A 2018 systematic review and meta-analysis of observational studies conducted in Ethiopia showed that healthcare professionals and students were the main practitioners of self-medication [43]. In our study, self-medication was associated with working in the health sector. Knowledge and access to prescription-only medicines are potential factors for self-medication among health professionals. Other factors that are often quoted include the complaint of extensive demands on their time, issues of privacy and confidentiality [44]. According to the WHO, about 10% of all Covid-19 cases globally are among health workers. In Africa, information on health workers’ infections is still limited, but preliminary data finds that they make up more than 5% of cases in 14 countries in sub-Saharan Africa alone, and in four of these, health workers make up more than 10% of all infections [45]. The higher risk of infection among health care professionals, knowledge on drugs and the ease of access to drugs may also explain a higher use of self-medication [46,47].
Self-medication was usually associated with a lower education level.
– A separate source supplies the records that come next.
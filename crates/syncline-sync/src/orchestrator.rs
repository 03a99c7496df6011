//! # Sync Orchestrator
//!
//! Runs one sync cycle end to end.
//!
//! ## Cycle
//! ```text
//! ┌─────────────────────────────────────────────────────────────────────────┐
//! │  run_cycle()                                                            │
//! │                                                                         │
//! │  1. probe ─────── offline ──► CycleReport { postponed: true }           │
//! │       │                       (no requests, no change-log writes)       │
//! │       ▼                                                                 │
//! │  2. discover ──── none ─────► CycleReport { "No syncable entity types" }│
//! │       │                                                                 │
//! │       ▼                                                                 │
//! │  3. pull   every entity type   (merge remote state in first)           │
//! │       │                                                                 │
//! │       ▼                                                                 │
//! │  4. requeue entries stuck in `syncing` by an interrupted cycle          │
//! │       │                                                                 │
//! │       ▼                                                                 │
//! │  5. push   every entity type                                            │
//! │       │                                                                 │
//! │       ▼                                                                 │
//! │  CycleReport { pull, push }   per-entity outcomes inside                │
//! └─────────────────────────────────────────────────────────────────────────┘
//! ```
//!
//! The cycle itself never fails. Entity-level failures are reported in the
//! per-entity outcomes and retried by the next cycle. Cycles are expected
//! not to overlap; the scheduler that invokes them guarantees that.

use chrono::Utc;
use tracing::{debug, info, warn};

use crate::config::SyncConfig;
use crate::error::SyncResult;
use crate::probe::ConnectivityProbe;
use crate::pull::PullEngine;
use crate::push::PushEngine;
use crate::registry::EntityRegistry;
use crate::report::CycleReport;
use crate::transport::{MasterClient, TransportConfig};
use syncline_core::StatusCounts;
use syncline_db::Database;

/// Pull and push engines sharing one master client.
#[derive(Debug, Clone)]
struct Engines {
    pull: PullEngine,
    push: PushEngine,
}

/// Top-level sync coordinator.
#[derive(Debug, Clone)]
pub struct SyncOrchestrator {
    config: SyncConfig,
    db: Database,
    probe: ConnectivityProbe,
    registry: EntityRegistry,

    /// `None` when no master URL is configured (master role).
    engines: Option<Engines>,
}

impl SyncOrchestrator {
    /// Creates an orchestrator over an open database.
    ///
    /// ## Errors
    /// Configuration errors: an invalid config, an unparseable default
    /// start date, or a master URL that cannot be used.
    pub fn new(config: SyncConfig, db: Database) -> SyncResult<Self> {
        config.validate()?;

        let engines = match config.sync.base_url {
            Some(_) => {
                let client = MasterClient::new(TransportConfig::from_settings(&config.sync)?)?;
                Some(Engines {
                    pull: PullEngine::new(client.clone(), db.cursors(), config.default_start()?),
                    push: PushEngine::new(client, db.change_log()),
                })
            }
            None => None,
        };

        Ok(SyncOrchestrator {
            probe: ConnectivityProbe::from_config(&config),
            registry: EntityRegistry::new(db.clone(), &config.entities),
            config,
            db,
            engines,
        })
    }

    pub fn config(&self) -> &SyncConfig {
        &self.config
    }

    /// Runs one full cycle: probe, discover, pull, push.
    pub async fn run_cycle(&self) -> CycleReport {
        let started_at = Utc::now();

        let Some(engines) = &self.engines else {
            warn!("No master URL configured, nothing to sync with");
            return CycleReport::short_circuit(started_at, false, "No master configured");
        };

        if !self.probe.is_online().await {
            info!("Offline, sync cycle postponed");
            return CycleReport::short_circuit(started_at, true, "Offline, sync postponed");
        }

        let entities = self.registry.discover().await;
        if entities.is_empty() {
            info!("No syncable entity types, nothing to do");
            return CycleReport::short_circuit(started_at, false, "No syncable entity types");
        }

        let pull = engines.pull.pull_all(&entities, started_at).await;

        let stale_requeued = match self
            .db
            .change_log()
            .requeue_stale_syncing(self.config.stale_syncing_after())
            .await
        {
            Ok(count) => count,
            Err(e) => {
                warn!(error = %e, "Failed to requeue stale syncing entries");
                0
            }
        };

        let push = engines.push.push_all(&entities).await;

        let report = CycleReport {
            started_at,
            finished_at: Utc::now(),
            postponed: false,
            stale_requeued,
            pull,
            push,
        };

        info!(
            pulled = report.pull.total,
            pushed = report.push.total,
            pull_failures = report.pull.failed_entities().count(),
            push_failures = report.push.failed_entities().count(),
            elapsed_ms = (report.finished_at - report.started_at).num_milliseconds(),
            "Sync cycle finished"
        );

        report
    }

    /// Runs a cycle if this node's role is `slave`.
    pub async fn run_scheduled_cycle(&self) -> Option<CycleReport> {
        if !self.config.role().runs_cycles() {
            debug!(role = %self.config.role(), "Role does not run sync cycles");
            return None;
        }
        Some(self.run_cycle().await)
    }

    /// Deletes completed change-log entries older than `max_age_days`.
    pub async fn cleanup_old_logs(&self, max_age_days: u32) -> SyncResult<u64> {
        let deleted = self.db.change_log().sweep(max_age_days).await?;
        info!(deleted, max_age_days, "Change log cleanup finished");
        Ok(deleted)
    }

    /// [`cleanup_old_logs`](Self::cleanup_old_logs) with the configured
    /// retention.
    pub async fn cleanup_with_configured_retention(&self) -> SyncResult<u64> {
        self.cleanup_old_logs(self.config.change_log.retention_days)
            .await
    }

    /// Change-log entry counts per status.
    pub async fn stats(&self) -> SyncResult<StatusCounts> {
        Ok(self.db.change_log().status_counts(None).await?)
    }
}

#[cfg(test)]
mod tests {
    use super::*;
    use crate::config::SyncRole;
    use crate::testing::{record, test_database, MockMaster};
    use serde_json::json;
    use syncline_core::ChangeStatus;
    use syncline_db::WriteOrigin;

    async fn orchestrator(master: &MockMaster, db: &Database) -> SyncOrchestrator {
        SyncOrchestrator::new(master.slave_config(), db.clone()).unwrap()
    }

    #[tokio::test]
    async fn test_offline_cycle_touches_nothing() {
        let db = test_database().await;
        let master = MockMaster::start().await;
        master.set_pull("orders", json!([{"id": 1}]));

        db.entity("tags")
            .unwrap()
            .insert(record(json!({"id": 1, "label": "x"})), WriteOrigin::Local)
            .await
            .unwrap();

        let mut config = master.slave_config();
        config.connectivity.endpoints = vec!["127.0.0.1:1".into()];
        let sync = SyncOrchestrator::new(config, db.clone()).unwrap();

        let report = sync.run_cycle().await;

        assert!(report.postponed);
        assert!(report.is_clean());
        assert_eq!(master.requests(), 0);

        let pending = db.change_log().list_by_status(ChangeStatus::Pending, 10).await.unwrap();
        assert_eq!(pending.len(), 1);
        assert_eq!(pending[0].attempts, 0);
        assert!(db.entity("orders").unwrap().find("1").await.unwrap().is_none());
    }

    #[tokio::test]
    async fn test_full_cycle_pulls_then_pushes_without_echo() {
        let db = test_database().await;
        let master = MockMaster::start().await;
        master.set_pull(
            "orders",
            json!([{"id": 10, "customer": "remote", "updated_at": "2024-05-01T00:00:00Z"}]),
        );
        db.entity("tags")
            .unwrap()
            .insert(record(json!({"id": 1, "label": "local"})), WriteOrigin::Local)
            .await
            .unwrap();

        let report = orchestrator(&master, &db).await.run_cycle().await;

        assert!(!report.postponed);
        assert!(report.is_clean());
        assert_eq!(report.pull.total, 1);
        assert_eq!(report.push.total, 1);
        assert_eq!(report.pull.entities.len(), 3);

        assert!(master.pushed("orders").is_empty());
        assert_eq!(master.pushed("tags")[0][0]["label"], json!("local"));
        assert_eq!(db.cursors().get("orders").await.unwrap(), Some(report.started_at));

        let stats = orchestrator(&master, &db).await.stats().await.unwrap();
        assert_eq!(stats.completed, 1);
        assert_eq!(stats.actionable(), 0);
    }

    #[tokio::test]
    async fn test_master_role_skips_scheduled_cycles() {
        let db = test_database().await;
        let mut config = SyncConfig::default();
        config.sync.role = SyncRole::Master;

        let sync = SyncOrchestrator::new(config, db).unwrap();

        assert!(sync.run_scheduled_cycle().await.is_none());
    }

    #[tokio::test]
    async fn test_no_entity_types_short_circuits() {
        let db = test_database().await;
        let master = MockMaster::start().await;
        let mut config = master.slave_config();
        config.entities.include = vec!["ghosts".into()];

        let report = SyncOrchestrator::new(config, db)
            .unwrap()
            .run_scheduled_cycle()
            .await
            .unwrap();

        assert!(!report.postponed);
        assert_eq!(report.pull.message, "No syncable entity types");
        assert!(report.pull.entities.is_empty());
        assert_eq!(master.requests(), 0);
    }

    #[tokio::test]
    async fn test_stale_syncing_entry_is_sent_again() {
        let db = test_database().await;
        let master = MockMaster::start().await;
        db.entity("tags")
            .unwrap()
            .insert(record(json!({"id": 1, "label": "stuck"})), WriteOrigin::Local)
            .await
            .unwrap();

        let log = db.change_log();
        let entry = log.select_actionable("tags").await.unwrap().remove(0);
        assert!(log.mark_syncing(&entry.id).await.unwrap());
        sqlx::query("UPDATE sync_change_log SET last_attempt_at = ?1 WHERE id = ?2")
            .bind(Utc::now() - chrono::Duration::hours(1))
            .bind(&entry.id)
            .execute(db.pool())
            .await
            .unwrap();

        let report = orchestrator(&master, &db).await.run_cycle().await;

        assert_eq!(report.stale_requeued, 1);
        assert_eq!(master.pushed("tags").len(), 1);
        let entry = log.find(&entry.id).await.unwrap().unwrap();
        assert_eq!(entry.status, ChangeStatus::Completed);
        assert_eq!(entry.attempts, 2);
    }

    #[tokio::test]
    async fn test_cleanup_removes_old_completed_entries() {
        let db = test_database().await;
        let master = MockMaster::start().await;
        let tags = db.entity("tags").unwrap();
        for id in 1..=2 {
            tags.insert(record(json!({"id": id})), WriteOrigin::Local)
                .await
                .unwrap();
        }

        let sync = orchestrator(&master, &db).await;
        sync.run_cycle().await;
        tags.insert(record(json!({"id": 3})), WriteOrigin::Local)
            .await
            .unwrap();

        sqlx::query("UPDATE sync_change_log SET updated_at = ?1 WHERE status = 'completed'")
            .bind(Utc::now() - chrono::Duration::days(30))
            .execute(db.pool())
            .await
            .unwrap();

        assert_eq!(sync.cleanup_with_configured_retention().await.unwrap(), 2);

        let stats = sync.stats().await.unwrap();
        assert_eq!(stats.completed, 0);
        assert_eq!(stats.pending, 1);
    }
}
A study conducted in a Lebanon adult sample about their knowledge and self-medication with antibiotics reported that self-medication was significantly associated with low education level (p=0.036) [48]. This was not the case for the present study conducted in a context of Covid-19 outbreak. Indeed, participants with a high school level or more were more likely to self-medicate. This could be explained by the fact that a good knowledge of diseases is known to be associated with self-medication [49–51]. The greater access of the educated population to the internet and their ability to understand information about treatment (often published in official languages) found on social networks may also explain this trend.
Surprisingly, history of clinical manifestation was not associated with self-medication in our survey, and that could confirm the fact that self-medication was more likely to be used for prevention of Covid-19 and not to treat specific clinical manifestation of Covid-19, which are closed to malaria symptoms.
This study has some limitations. We did not collect data on the doses of the drugs used and the length of time they were used. For traditional medicines, the composition of the different potions used has not been collected. It should also be noted that in the Togolese context, these traditional medicines are very often used in combination with modern medicines. Another limitation of this study is that the questionnaire used was entirely developed by our team and had never been used before. Even if this questionnaire has been pre-tested, biases cannot be excluded (primacy effect, order effect etc.). Furthermore, the study was based on declarative data, which could lead to an underestimation of the prevalence of self-medication due to a social desirability bias. Finally, according to the characteristics of the surveyed population (people with a high risk of SARS-CoV-2 infection), extrapolation of these results to the general population should be made with great caution.